O secretário da Força Aérea, Troy Meink, disse aos legisladores na quinta -feira que “provavelmente” custará à Força Aérea menos de US $ 400 milhões para adaptar um avião de luxo do Catar que o presidente Donald Trump disse que está recebendo do Catar como um presente para usar como o novo Air Force One.

Meink foi grelhado sobre o custo do avião pelo deputado democrata Joe Courtney durante uma audiência perante o Comitê de Serviços Armados da Câmara.

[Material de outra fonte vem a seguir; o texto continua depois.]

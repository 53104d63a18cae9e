use std::sync::OnceLock;

use quill_primitives::Hash;

use crate::{
    Blob, BlobDecodeError, KzgCapability, KzgCommitment, KzgProof, MAX_BLOBS_PER_TRANSACTION,
    SidecarError, decode_payload, encode_payload,
};

/// The blobs of a transaction with one commitment and one proof per blob.
///
/// The three lists are parallel: entry `i` of each belongs to blob `i`.
#[derive(Debug)]
pub struct BlobSidecar {
    blobs: Vec<Blob>,
    commitments: Vec<KzgCommitment>,
    proofs: Vec<KzgProof>,
    versioned_hashes: OnceLock<Vec<Hash>>,
}

impl BlobSidecar {
    /// Constructs a sidecar from parallel lists.
    ///
    /// The lists must have between one and [`MAX_BLOBS_PER_TRANSACTION`]
    /// entries and equal lengths. Proofs are not verified here; see
    /// [`BlobSidecar::validate`].
    pub fn new(
        blobs: Vec<Blob>,
        commitments: Vec<KzgCommitment>,
        proofs: Vec<KzgProof>,
    ) -> Result<Self, SidecarError> {
        check_blob_count(blobs.len())?;

        if blobs.len() != commitments.len() || blobs.len() != proofs.len() {
            return Err(SidecarError::LengthMismatch {
                blobs: blobs.len(),
                commitments: commitments.len(),
                proofs: proofs.len(),
            });
        }

        Ok(Self {
            blobs,
            commitments,
            proofs,
            versioned_hashes: OnceLock::new(),
        })
    }

    /// Computes a commitment and proof for every blob, in order.
    pub fn from_blobs(blobs: Vec<Blob>, kzg: &impl KzgCapability) -> Result<Self, SidecarError> {
        check_blob_count(blobs.len())?;

        let (commitments, proofs) = blobs
            .iter()
            .map(|blob| {
                let commitment = kzg.commit(blob)?;
                let proof = kzg.compute_proof(blob, &commitment)?;
                Ok((commitment, proof))
            })
            .collect::<Result<(Vec<_>, Vec<_>), SidecarError>>()?;

        Self::new(blobs, commitments, proofs)
    }

    /// Packs `data` into blobs with [`encode_payload`] and builds a sidecar
    /// for them.
    pub fn from_payload(data: &[u8], kzg: &impl KzgCapability) -> Result<Self, SidecarError> {
        Self::from_blobs(encode_payload(data)?, kzg)
    }

    /// Returns the blobs.
    pub fn blobs(&self) -> &[Blob] {
        &self.blobs
    }

    /// Returns the commitments.
    pub fn commitments(&self) -> &[KzgCommitment] {
        &self.commitments
    }

    /// Returns the proofs.
    pub fn proofs(&self) -> &[KzgProof] {
        &self.proofs
    }

    /// Returns the number of blobs.
    pub fn len(&self) -> usize {
        self.blobs.len()
    }

    /// Always false: a sidecar holds at least one blob.
    pub fn is_empty(&self) -> bool {
        self.blobs.is_empty()
    }

    /// Returns the versioned hash of every commitment, in order.
    pub fn versioned_hashes(&self) -> &[Hash] {
        self.versioned_hashes.get_or_init(|| {
            self.commitments
                .iter()
                .map(KzgCommitment::versioned_hash)
                .collect()
        })
    }

    /// Verifies every (blob, commitment, proof) triple.
    ///
    /// The batch check runs first; when it fails, the triples are checked
    /// individually to report the first failing index.
    pub fn validate(&self, kzg: &impl KzgCapability) -> Result<(), SidecarError> {
        if kzg.verify_proof_batch(&self.blobs, &self.commitments, &self.proofs)? {
            return Ok(());
        }

        for (index, ((blob, commitment), proof)) in self
            .blobs
            .iter()
            .zip(&self.commitments)
            .zip(&self.proofs)
            .enumerate()
        {
            if !kzg.verify_proof(blob, commitment, proof)? {
                return Err(SidecarError::InvalidProof { index });
            }
        }

        log::debug!("Batch KZG verification failed while every single proof verified");
        Err(SidecarError::BatchVerificationFailed)
    }

    /// Checks that the commitments hash to `versioned_hashes`, in order.
    pub fn validate_against(&self, versioned_hashes: &[Hash]) -> Result<(), SidecarError> {
        let actual = self.versioned_hashes();
        if actual.len() != versioned_hashes.len() {
            return Err(SidecarError::VersionedHashCount {
                expected: actual.len(),
                actual: versioned_hashes.len(),
            });
        }

        match versioned_hashes
            .iter()
            .zip(actual)
            .position(|(expected, actual)| expected != actual)
        {
            Some(index) => Err(SidecarError::VersionedHashMismatch {
                index,
                expected: versioned_hashes[index],
                actual: actual[index],
            }),
            None => Ok(()),
        }
    }

    /// Decodes the payload packed by [`BlobSidecar::from_payload`].
    pub fn decode_payload(&self) -> Result<Vec<u8>, BlobDecodeError> {
        decode_payload(&self.blobs)
    }

    /// Returns the parallel lists.
    pub fn into_parts(self) -> (Vec<Blob>, Vec<KzgCommitment>, Vec<KzgProof>) {
        (self.blobs, self.commitments, self.proofs)
    }
}

impl Clone for BlobSidecar {
    fn clone(&self) -> Self {
        Self {
            blobs: self.blobs.clone(),
            commitments: self.commitments.clone(),
            proofs: self.proofs.clone(),
            versioned_hashes: self.versioned_hashes.clone(),
        }
    }
}

impl PartialEq for BlobSidecar {
    fn eq(&self, other: &Self) -> bool {
        self.blobs == other.blobs
            && self.commitments == other.commitments
            && self.proofs == other.proofs
    }
}

impl Eq for BlobSidecar {}

fn check_blob_count(count: usize) -> Result<(), SidecarError> {
    match count {
        0 => Err(SidecarError::Empty),
        count if count > MAX_BLOBS_PER_TRANSACTION => Err(SidecarError::TooManyBlobs {
            count,
            max: MAX_BLOBS_PER_TRANSACTION,
        }),
        _ => Ok(()),
    }
}

#[cfg(test)]
mod tests {
    use super::*;
    use crate::{BYTES_PER_COMMITMENT, BYTES_PER_PROOF, KzgError};

    /// Commits to a blob by copying its second field element; proofs are the
    /// commitment itself.
    struct FakeKzg {
        reject_index: Option<usize>,
    }

    impl KzgCapability for FakeKzg {
        fn commit(&self, blob: &Blob) -> Result<KzgCommitment, KzgError> {
            let mut bytes = [0u8; BYTES_PER_COMMITMENT];
            bytes[..32].copy_from_slice(&blob.as_bytes()[32..64]);
            Ok(KzgCommitment::new(bytes))
        }

        fn compute_proof(
            &self,
            _blob: &Blob,
            commitment: &KzgCommitment,
        ) -> Result<KzgProof, KzgError> {
            Ok(KzgProof::new(*commitment.as_bytes()))
        }

        fn verify_proof(
            &self,
            blob: &Blob,
            commitment: &KzgCommitment,
            proof: &KzgProof,
        ) -> Result<bool, KzgError> {
            let rejected = self.reject_index.is_some_and(|index| blob.as_bytes()[63] == index as u8);
            Ok(!rejected && self.commit(blob)? == *commitment && proof.as_bytes() == commitment.as_bytes())
        }
    }

    /// Accepts every single proof but rejects any batch.
    struct BatchRejectingKzg(FakeKzg);

    impl KzgCapability for BatchRejectingKzg {
        fn commit(&self, blob: &Blob) -> Result<KzgCommitment, KzgError> {
            self.0.commit(blob)
        }

        fn compute_proof(
            &self,
            blob: &Blob,
            commitment: &KzgCommitment,
        ) -> Result<KzgProof, KzgError> {
            self.0.compute_proof(blob, commitment)
        }

        fn verify_proof(
            &self,
            blob: &Blob,
            commitment: &KzgCommitment,
            proof: &KzgProof,
        ) -> Result<bool, KzgError> {
            self.0.verify_proof(blob, commitment, proof)
        }

        fn verify_proof_batch(
            &self,
            _blobs: &[Blob],
            _commitments: &[KzgCommitment],
            _proofs: &[KzgProof],
        ) -> Result<bool, KzgError> {
            Ok(false)
        }
    }

    fn blob(marker: u8) -> Blob {
        let mut bytes = Blob::zeroed();
        bytes[63] = marker;
        Blob::new(bytes).expect("zero high bytes")
    }

    #[test]
    fn enforces_counts() {
        assert_eq!(
            BlobSidecar::new(Vec::new(), Vec::new(), Vec::new()),
            Err(SidecarError::Empty)
        );
        assert_eq!(
            BlobSidecar::new((0..7).map(blob).collect(), Vec::new(), Vec::new()),
            Err(SidecarError::TooManyBlobs { count: 7, max: 6 })
        );
        assert_eq!(
            BlobSidecar::new(
                vec![blob(0)],
                vec![KzgCommitment::new([0; BYTES_PER_COMMITMENT])],
                Vec::new()
            ),
            Err(SidecarError::LengthMismatch {
                blobs: 1,
                commitments: 1,
                proofs: 0
            })
        );
        assert_eq!(
            BlobSidecar::new(
                vec![blob(0)],
                vec![KzgCommitment::new([0; BYTES_PER_COMMITMENT])],
                vec![KzgProof::new([0; BYTES_PER_PROOF]); 2]
            ),
            Err(SidecarError::LengthMismatch {
                blobs: 1,
                commitments: 1,
                proofs: 2
            })
        );
    }

    #[test]
    fn preserves_order_and_validates() -> anyhow::Result<()> {
        let kzg = FakeKzg { reject_index: None };
        let sidecar = BlobSidecar::from_blobs((1..=3).map(blob).collect(), &kzg)?;

        for (index, commitment) in sidecar.commitments().iter().enumerate() {
            assert_eq!(commitment.as_bytes()[31], index as u8 + 1);
        }
        sidecar.validate(&kzg)?;

        let rejecting = FakeKzg {
            reject_index: Some(2),
        };
        assert_eq!(
            sidecar.validate(&rejecting),
            Err(SidecarError::InvalidProof { index: 1 })
        );

        Ok(())
    }

    #[test]
    fn batch_failure_without_failing_proof() -> anyhow::Result<()> {
        let kzg = BatchRejectingKzg(FakeKzg { reject_index: None });
        let sidecar = BlobSidecar::from_blobs((1..=2).map(blob).collect(), &kzg)?;

        assert_eq!(
            sidecar.validate(&kzg),
            Err(SidecarError::BatchVerificationFailed)
        );

        Ok(())
    }

    #[test]
    fn versioned_hashes_match_commitments() -> anyhow::Result<()> {
        let kzg = FakeKzg { reject_index: None };
        let sidecar = BlobSidecar::from_blobs(vec![blob(1), blob(2)], &kzg)?;

        let hashes = sidecar.versioned_hashes().to_vec();
        assert_eq!(hashes[0], sidecar.commitments()[0].versioned_hash());
        sidecar.validate_against(&hashes)?;

        assert_eq!(
            sidecar.validate_against(&hashes[..1]),
            Err(SidecarError::VersionedHashCount {
                expected: 2,
                actual: 1
            })
        );
        assert_eq!(
            sidecar.validate_against(&[hashes[0], Hash::ZERO]),
            Err(SidecarError::VersionedHashMismatch {
                index: 1,
                expected: Hash::ZERO,
                actual: hashes[1]
            })
        );

        Ok(())
    }

    #[test]
    fn concurrent_first_access() -> anyhow::Result<()> {
        let kzg = FakeKzg { reject_index: None };
        let sidecar = BlobSidecar::from_blobs((1..=6).map(blob).collect(), &kzg)?;

        let results: Vec<Vec<Hash>> = std::thread::scope(|scope| {
            let handles: Vec<_> = (0..8)
                .map(|_| scope.spawn(|| sidecar.versioned_hashes().to_vec()))
                .collect();
            handles
                .into_iter()
                .map(|handle| handle.join().expect("thread panicked"))
                .collect()
        });

        for hashes in results {
            assert_eq!(hashes, sidecar.versioned_hashes());
        }

        Ok(())
    }
}
use alloy_dyn_abi::{DynSolType, DynSolValue};
use alloy_primitives::U256;
use quill_primitives::Address;

use crate::{AbiValue, DecodeError, TypeSchema, WORD_SIZE, schema::is_valid_int_width};

/// Decodes call parameters or return data laid out as the components of a
/// tuple.
///
/// Offsets and lengths are bounds-checked by `alloy-dyn-abi`. On top of that
/// every word must be a canonical encoding of its declared type: zero
/// padding, booleans of 0 or 1, and integers that fit their width. Strings
/// must be valid UTF-8. Trailing bytes after the last referenced region are
/// ignored.
pub fn decode(data: &[u8], schemas: &[TypeSchema]) -> Result<Vec<AbiValue>, DecodeError> {
    for schema in schemas {
        check_widths(schema)?;
    }

    let head_size = schemas
        .iter()
        .try_fold(0usize, |sum, schema| sum.checked_add(schema.head_size()?))
        .ok_or(DecodeError::Overflow)?;
    if head_size > data.len() {
        return Err(DecodeError::OutOfBounds {
            offset: 0,
            length: head_size,
            available: data.len(),
        });
    }

    let raw_types = DynSolType::Tuple(schemas.iter().map(raw_type).collect());
    match raw_types.abi_decode_sequence(data)? {
        DynSolValue::Tuple(values) if values.len() == schemas.len() => schemas
            .iter()
            .zip(values)
            .map(|(schema, value)| from_raw(schema, value))
            .collect(),
        _ => Err(DecodeError::InvalidValue(
            TypeSchema::Tuple(schemas.to_vec()).canonical(),
        )),
    }
}

fn check_widths(schema: &TypeSchema) -> Result<(), DecodeError> {
    let valid = match schema {
        TypeSchema::UInt(bits) | TypeSchema::Int(bits) => is_valid_int_width(*bits),
        TypeSchema::FixedBytes(size) => (1..=WORD_SIZE).contains(size),
        TypeSchema::Array(element) | TypeSchema::FixedArray(element, _) => {
            return check_widths(element);
        }
        TypeSchema::Tuple(components) => return components.iter().try_for_each(check_widths),
        TypeSchema::Bool | TypeSchema::Address | TypeSchema::Bytes | TypeSchema::String => true,
    };

    if valid {
        Ok(())
    } else {
        Err(DecodeError::InvalidValue(schema.canonical()))
    }
}

/// The type the data is decoded as before validation. `alloy-dyn-abi` drops
/// the high bits of booleans and addresses and replaces invalid UTF-8, so
/// those are read as full words and raw bytes instead.
fn raw_type(schema: &TypeSchema) -> DynSolType {
    match schema {
        TypeSchema::Bool | TypeSchema::Address => DynSolType::Uint(256),
        TypeSchema::String => DynSolType::Bytes,
        TypeSchema::Array(element) => DynSolType::Array(Box::new(raw_type(element))),
        TypeSchema::FixedArray(element, length) => {
            DynSolType::FixedArray(Box::new(raw_type(element)), *length)
        }
        TypeSchema::Tuple(components) => {
            DynSolType::Tuple(components.iter().map(raw_type).collect())
        }
        TypeSchema::UInt(_)
        | TypeSchema::Int(_)
        | TypeSchema::FixedBytes(_)
        | TypeSchema::Bytes => DynSolType::from(schema),
    }
}

fn from_raw(schema: &TypeSchema, value: DynSolValue) -> Result<AbiValue, DecodeError> {
    let invalid = || DecodeError::InvalidValue(schema.canonical());

    let value = match (schema, value) {
        (TypeSchema::UInt(bits), DynSolValue::Uint(number, _))
            if *bits == 256 || (number >> *bits).is_zero() =>
        {
            AbiValue::UInt(number, *bits)
        }
        (TypeSchema::Int(bits), DynSolValue::Int(number, _)) => {
            // Bits above the sign bit must all equal it.
            let high = number.into_raw() >> (*bits - 1);
            if !high.is_zero() && high != (U256::MAX >> (*bits - 1)) {
                return Err(invalid());
            }

            AbiValue::Int(number, *bits)
        }
        (TypeSchema::Bool, DynSolValue::Uint(word, _)) if word <= U256::from(1u8) => {
            AbiValue::Bool(!word.is_zero())
        }
        (TypeSchema::Address, DynSolValue::Uint(word, _)) if (word >> 160usize).is_zero() => {
            let bytes = word.to_be_bytes::<WORD_SIZE>();
            AbiValue::Address(Address::from_slice(&bytes[12..]).map_err(|_error| invalid())?)
        }
        (TypeSchema::FixedBytes(size), DynSolValue::FixedBytes(word, _))
            if word[*size..].iter().all(|byte| *byte == 0) =>
        {
            AbiValue::FixedBytes(word[..*size].to_vec())
        }
        (TypeSchema::Bytes, DynSolValue::Bytes(bytes)) => AbiValue::Bytes(bytes),
        (TypeSchema::String, DynSolValue::Bytes(bytes)) => {
            AbiValue::String(String::from_utf8(bytes).map_err(|_error| DecodeError::InvalidUtf8)?)
        }
        (TypeSchema::Array(element), DynSolValue::Array(values)) => AbiValue::Array(
            (**element).clone(),
            values
                .into_iter()
                .map(|value| from_raw(element, value))
                .collect::<Result<_, _>>()?,
        ),
        (TypeSchema::FixedArray(element, _), DynSolValue::FixedArray(values)) => {
            AbiValue::FixedArray(
                (**element).clone(),
                values
                    .into_iter()
                    .map(|value| from_raw(element, value))
                    .collect::<Result<_, _>>()?,
            )
        }
        (TypeSchema::Tuple(components), DynSolValue::Tuple(values))
            if components.len() == values.len() =>
        {
            AbiValue::Tuple(
                components
                    .iter()
                    .zip(values)
                    .map(|(component, value)| from_raw(component, value))
                    .collect::<Result<_, _>>()?,
            )
        }
        _ => return Err(invalid()),
    };

    Ok(value)
}

#[cfg(test)]
mod tests {
    use alloy_primitives::I256;

    use super::*;
    use crate::encode;

    #[test]
    fn rejects_offset_past_end() {
        let mut data = vec![0u8; 32];
        data[31] = 0x40;

        assert!(matches!(
            decode(&data, &[TypeSchema::String]),
            Err(DecodeError::Abi(_))
        ));
    }

    #[test]
    fn rejects_huge_offset() {
        let data = vec![0xff; 32];

        assert!(matches!(
            decode(&data, &[TypeSchema::Bytes]),
            Err(DecodeError::Abi(_))
        ));
    }

    #[test]
    fn rejects_truncated_head() {
        assert_eq!(
            decode(&[0u8; 40], &[TypeSchema::UInt(256), TypeSchema::Bool]),
            Err(DecodeError::OutOfBounds {
                offset: 0,
                length: 64,
                available: 40,
            })
        );
    }

    #[test]
    fn rejects_oversized_static_array() -> anyhow::Result<()> {
        let schema = TypeSchema::parse("uint256[576460752303423488]")?;

        assert_eq!(decode(&[0u8; 64], &[schema]), Err(DecodeError::Overflow));

        Ok(())
    }

    #[test]
    fn rejects_length_past_end() {
        // offset 0x20, length 0x40, but only 8 bytes of data
        let mut data = vec![0u8; 72];
        data[31] = 0x20;
        data[63] = 0x40;

        assert!(decode(&data, &[TypeSchema::Bytes]).is_err());
    }

    #[test]
    fn rejects_huge_array_length() {
        let mut data = vec![0u8; 64];
        data[31] = 0x20;
        data[56..64].copy_from_slice(&u64::MAX.to_be_bytes()[..]);

        assert!(decode(&data, &[TypeSchema::Array(Box::new(TypeSchema::UInt(256)))]).is_err());
    }

    #[test]
    fn rejects_dirty_values() {
        let mut word = vec![0u8; 32];
        word[31] = 2;
        assert_eq!(
            decode(&word, &[TypeSchema::Bool]),
            Err(DecodeError::InvalidValue("bool".to_string()))
        );

        word[0] = 1;
        assert_eq!(
            decode(&word, &[TypeSchema::Address]),
            Err(DecodeError::InvalidValue("address".to_string()))
        );
        assert_eq!(
            decode(&word, &[TypeSchema::UInt(8)]),
            Err(DecodeError::InvalidValue("uint8".to_string()))
        );
        assert_eq!(
            decode(&word, &[TypeSchema::FixedBytes(4)]),
            Err(DecodeError::InvalidValue("bytes4".to_string()))
        );
    }

    #[test]
    fn rejects_int_without_sign_extension() {
        // 0x80 is -128 as an int8 only when the upper bytes are all 0xff.
        let mut word = vec![0u8; 32];
        word[31] = 0x80;

        assert_eq!(
            decode(&word, &[TypeSchema::Int(8)]),
            Err(DecodeError::InvalidValue("int8".to_string()))
        );
    }

    #[test]
    fn rejects_invalid_utf8() -> anyhow::Result<()> {
        let encoded = encode(&[AbiValue::Bytes(vec![0xff, 0xfe])])?;

        assert_eq!(
            decode(&encoded, &[TypeSchema::String]),
            Err(DecodeError::InvalidUtf8)
        );

        Ok(())
    }

    #[test]
    fn rejects_invalid_width() {
        assert_eq!(
            decode(&[0u8; 32], &[TypeSchema::UInt(7)]),
            Err(DecodeError::InvalidValue("uint7".to_string()))
        );
    }

    #[test]
    fn truncated_input_never_panics() -> anyhow::Result<()> {
        let schemas = [
            TypeSchema::parse("(uint8,string)[]")?,
            TypeSchema::parse("bytes[2]")?,
        ];
        let encoded = encode(&[
            AbiValue::Array(
                TypeSchema::parse("(uint8,string)")?,
                vec![AbiValue::Tuple(vec![
                    AbiValue::UInt(U256::from(3u64), 8),
                    AbiValue::string("three"),
                ])],
            ),
            AbiValue::FixedArray(
                TypeSchema::Bytes,
                vec![AbiValue::Bytes(vec![1; 40]), AbiValue::Bytes(Vec::new())],
            ),
        ])?;

        for cut in 0..encoded.len() {
            assert!(decode(&encoded[..cut], &schemas).is_err(), "cut at {cut}");
        }
        assert!(decode(&encoded, &schemas).is_ok());

        Ok(())
    }

    #[test]
    fn ignores_trailing_bytes() -> anyhow::Result<()> {
        let value = AbiValue::uint256(U256::from(9u64));
        let mut encoded = encode(std::slice::from_ref(&value))?;
        encoded.extend_from_slice(&[0xaa; 7]);

        assert_eq!(decode(&encoded, &[TypeSchema::UInt(256)])?, vec![value]);

        Ok(())
    }

    #[test]
    fn signed_round_trip() -> anyhow::Result<()> {
        let value = AbiValue::Int(I256::try_from(-129i64).unwrap(), 16);
        let encoded = encode(std::slice::from_ref(&value))?;

        assert_eq!(decode(&encoded, &[TypeSchema::Int(16)])?, vec![value]);

        Ok(())
    }
}
use alloy_rlp::{BufMut, Decodable, Encodable, Header};

/// A decoded RLP item: either a byte string or a list of items.
#[derive(Clone, Debug, PartialEq, Eq)]
pub enum RlpItem {
    /// A byte string.
    Bytes(Vec<u8>),
    /// A list of nested items.
    List(Vec<RlpItem>),
}

impl RlpItem {
    /// Returns the bytes if this is a byte string.
    pub fn as_bytes(&self) -> Option<&[u8]> {
        match self {
            RlpItem::Bytes(bytes) => Some(bytes),
            RlpItem::List(_) => None,
        }
    }

    /// Returns the items if this is a list.
    pub fn as_list(&self) -> Option<&[RlpItem]> {
        match self {
            RlpItem::Bytes(_) => None,
            RlpItem::List(items) => Some(items),
        }
    }
}

impl Encodable for RlpItem {
    fn encode(&self, out: &mut dyn BufMut) {
        match self {
            // `Vec<u8>` would encode as a list of integers.
            RlpItem::Bytes(bytes) => bytes.as_slice().encode(out),
            RlpItem::List(items) => items.encode(out),
        }
    }

    fn length(&self) -> usize {
        match self {
            RlpItem::Bytes(bytes) => bytes.as_slice().length(),
            RlpItem::List(items) => items.length(),
        }
    }
}

impl Decodable for RlpItem {
    fn decode(buf: &mut &[u8]) -> alloy_rlp::Result<Self> {
        let header = Header::decode(buf)?;
        let (mut payload, rest) = buf
            .split_at_checked(header.payload_length)
            .ok_or(alloy_rlp::Error::InputTooShort)?;
        *buf = rest;

        if !header.list {
            return Ok(RlpItem::Bytes(payload.to_vec()));
        }

        let mut items = Vec::new();
        while !payload.is_empty() {
            items.push(Self::decode(&mut payload)?);
        }

        Ok(RlpItem::List(items))
    }
}

impl From<Vec<u8>> for RlpItem {
    fn from(bytes: Vec<u8>) -> Self {
        RlpItem::Bytes(bytes)
    }
}

impl From<&[u8]> for RlpItem {
    fn from(bytes: &[u8]) -> Self {
        RlpItem::Bytes(bytes.to_vec())
    }
}

impl From<Vec<RlpItem>> for RlpItem {
    fn from(items: Vec<RlpItem>) -> Self {
        RlpItem::List(items)
    }
}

“Você não pode adaptar um avião construído para outro propósito para a Força Aérea e espera que seja um plano livre”, disse o congressista de Connecticut, acrescentando que o plano do Catar exigirá tecnologia de comunicação criptografada, defesas endurecidas e contramedidas. “É claro que isso será um dreno sobre o orçamento da Força Aérea”.

Meink não discutia detalhes de como o avião precisará ser adaptado, observando que muita dessas informações é classificada. Mas ele disse que estima que custará mais de US $ 1 bilhão e que “acreditamos que a modernização real da aeronave é provavelmente inferior a US $ 400 milhões”.

O Pentágono anunciou no mês passado que o secretário de Defesa Pete Hegseth havia aceitado o Boeing 747 do Catar que Trump usará assim que o Pentágono o atualizar para incluir “medidas de segurança adequadas e requisitos de missão funcional”.

No momento, uma pessoa familiarizada com as discussões, no entanto, rebateu que o acordo ainda não havia sido finalizado e que as conversas entre as equipes jurídicas estão em andamento.

Atualmente, a aeronave está estacionada em San Antonio, aguardando atualizações, e a Força Aérea disse à CNN no mês passado que “Conforme instruído pelo Secretário de Defesa, a Força Aérea está se preparando para conceder um contrato para modificar uma aeronave Boeing 747 para o transporte aéreo executivo. Detalhes relacionados ao contrato são classificados”.

A modernização e a instalação do equipamento de segurança e comunicação necessário em um avião de segunda mão de outro governo, mesmo amigável, é uma tarefa monumental, informou a CNN. As agências de espionagem e segurança dos EUA encarregadas da revisão precisarão despojar essencialmente a aeronave até sua estrutura e reconstruí -la com o equipamento necessário.